UB's FY 2006 funding included a 66.7 percent increase in support from industry, which totaled

nearly $18.5 million, a jump of almost $7.5 million from 2005. This reflects the increased value placed by industry on funding curiosity-driven research and research training at universities, José said.

The NSF survey data show that 91 percent of the $297.9 million in research expenditure by UB during FY 2006 was for basic research, where the primary goal is a fuller knowledge or understanding of a subject, as opposed to applied research.

Research in the life sciences at UB accounted for $212.4 million in research expenditures, or 71.3 percent of the FY 2006 total of $297.9 million, with funding of medical research totaling $146.7 million, or 69 percent of the grand total.

Engineering research was the second-largest category, totaling $47.8 million. Expenditures for research in the physical sciences were $14.3 million.

UB researchers whose funding is detailed in the NSF report include those at the university, affiliated teaching hospitals, CUBRC, Roswell Park Cancer Institute, the Hauptman Woodward Medical Research Institute and UB's Research Institute on Addictions.

"It is clear the FY 2006 growth is due to the conscious efforts by many UB researchers to do research in cutting-edge areas that are fully appreciated by grant reviewers and the funding agencies," José said.

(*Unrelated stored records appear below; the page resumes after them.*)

//! Tile dimensions and the per-cell decision table.
//!
//! The three policy flags are independent axes:
//!
//! | Flag                 | Effect                                              |
//! |----------------------|-----------------------------------------------------|
//! | `trim_to_parent`     | clip partially covered cells to the boundary        |
//! | `symmetric`          | centre leftover space instead of anchoring top-left |
//! | `filter_by_centroid` | drop untrimmed partial cells whose centre is outside|
//!
//! Every cell is classified once into a [`CellRelation`], and the policy maps
//! that relation to a [`CellFate`].

use super::error::TilerError;

/// How a grid cell relates to the boundary.
#[derive(Debug, Clone, Copy, PartialEq, Eq)]
pub enum CellRelation {
    /// The cell does not touch the boundary.
    Disjoint,
    /// The boundary fully covers the cell.
    Covered,
    /// The cell straddles the boundary edge.
    Partial,
}

/// What to do with a grid cell.
#[derive(Debug, Clone, Copy, PartialEq, Eq)]
pub enum CellFate {
    /// Drop the cell.
    Discard,
    /// Keep the rectangular cell unchanged.
    Keep,
    /// Keep `cell ∩ boundary`.
    Trim,
    /// Keep the rectangular cell only if its centre lies inside the boundary.
    KeepIfCentroidInside,
}

/// Policy flags controlling how cells are kept, trimmed or dropped.
#[derive(Debug, Clone, Copy, PartialEq, Eq)]
pub struct TilingPolicy {
    /// Clip partially covered cells to the boundary.
    pub trim_to_parent: bool,
    /// Centre the grid on the boundary envelope.
    pub symmetric: bool,
    /// Require untrimmed partial cells to have their centre inside the boundary.
    pub filter_by_centroid: bool,
}

impl Default for TilingPolicy {
    /// The policy used when tiling regions for inference: whole rectangular
    /// tiles, symmetrically placed, allowed to extend past the boundary.
    fn default() -> Self {
        Self {
            trim_to_parent: false,
            symmetric: true,
            filter_by_centroid: false,
        }
    }
}

impl TilingPolicy {
    /// All flags off: corner-anchored, untrimmed, unfiltered.
    pub const PLAIN: TilingPolicy = TilingPolicy {
        trim_to_parent: false,
        symmetric: false,
        filter_by_centroid: false,
    };

    /// Maps a cell relation to its fate under this policy.
    pub fn fate(&self, relation: CellRelation) -> CellFate {
        match (relation, self.trim_to_parent, self.filter_by_centroid) {
            (CellRelation::Disjoint, _, _) => CellFate::Discard,
            (CellRelation::Covered, _, _) => CellFate::Keep,
            (CellRelation::Partial, true, _) => CellFate::Trim,
            (CellRelation::Partial, false, false) => CellFate::Keep,
            (CellRelation::Partial, false, true) => CellFate::KeepIfCentroidInside,
        }
    }

    /// Returns the grid origin shift along one axis.
    ///
    /// With centroid filtering the grid moves inward by half the leftover
    /// space; otherwise it moves outward so the overhang is split evenly
    /// between both sides. Zero when not symmetric or when the extent is an
    /// exact multiple of the tile size.
    pub fn origin_offset(&self, tile_dim: u32, extent: f64) -> f64 {
        if !self.symmetric {
            return 0.0;
        }
        let tile_dim = tile_dim as f64;
        let remainder = extent % tile_dim;
        if remainder == 0.0 {
            return 0.0;
        }
        if self.filter_by_centroid {
            remainder / 2.0
        } else {
            -(tile_dim - remainder) / 2.0
        }
    }
}

/// Tile dimensions plus tiling policy.
#[derive(Debug, Clone, Copy, PartialEq, Eq)]
pub struct TileSpec {
    tile_width: u32,
    tile_height: u32,
    policy: TilingPolicy,
}

impl TileSpec {
    /// Creates a tile spec, rejecting zero dimensions.
    pub fn new(tile_width: u32, tile_height: u32, policy: TilingPolicy) -> Result<Self, TilerError> {
        if tile_width == 0 || tile_height == 0 {
            return Err(TilerError::InvalidTileSize {
                width: tile_width,
                height: tile_height,
            });
        }
        Ok(Self {
            tile_width,
            tile_height,
            policy,
        })
    }

    /// Tile width in pixels.
    pub fn tile_width(&self) -> u32 {
        self.tile_width
    }

    /// Tile height in pixels.
    pub fn tile_height(&self) -> u32 {
        self.tile_height
    }

    /// The tiling policy.
    pub fn policy(&self) -> TilingPolicy {
        self.policy
    }
}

He cited several faculty members who represent the hundreds of UB researchers conducting cutting-edge research:

• Social psychologist Mark Frank, who conducts revolutionary research on facial expressions and behavioral analysis. Frank, an associate professor in the Department of Communication, College of Arts and Sciences, has devised techniques to accurately read the conscious and unconscious facial expressions that suggest someone is lying. His work, which is funded at the rate of more than $1 million a year from the NSF, the Department of Homeland Security and the Office of Naval Research, has proven to be successful in identifying suspects involved in conventional criminal behavior, and now is being tested for use in identifying potential terrorists.

• William J. Jusko, UB Distinguished Professor and chair of the Department of Pharmaceutical Sciences, School of Pharmacy and Pharmaceutical Sciences, has been studying pharmacodynamics—the use of mathematical models to capture the details of how drugs affect the body's systems over time. Jusko and colleagues recently have been researching the pharmacodynamics and bioinformatics of pharmacogenomic systems, studying how drugs alter the action of individual genes at different points in time. Jusko's work has been funded continuously for more than 25 years by the NIH and last year was awarded a $4.5 grant to support a Center of Excellence in Pharmacokinetic and Pharmacodynamics from the pharmaceutical giant Pfizer.

• Jean Wactawski-Wende, associate professor of social and preventive medicine, School of Public Health and Health Professions, and co-director of UB's Women's Health Initiative (WHI) Vanguard Clinical Center is one of the nation's leading researchers in women's health issues, including the areas of osteoporosis, cancer, hormone replacement therapy and menopause. Most recently, she is principal investigator on the UB portion of a national study that will test whether aspirin—a medication that is available, inexpensive and has few side effects—can improve a woman's chances of becoming pregnant and of maintaining a pregnancy to term. The study is funded by a contract from the National Institute of Child Health and Development. UB's portion of the contract is $2.8 million.

"UB's success," José noted, "is the product of the individual efforts of hundreds of faculty who have successfully competed for support and recognition of their work."

The University at Buffalo is a premier research-intensive public university, the largest and most comprehensive campus in the State University of New York.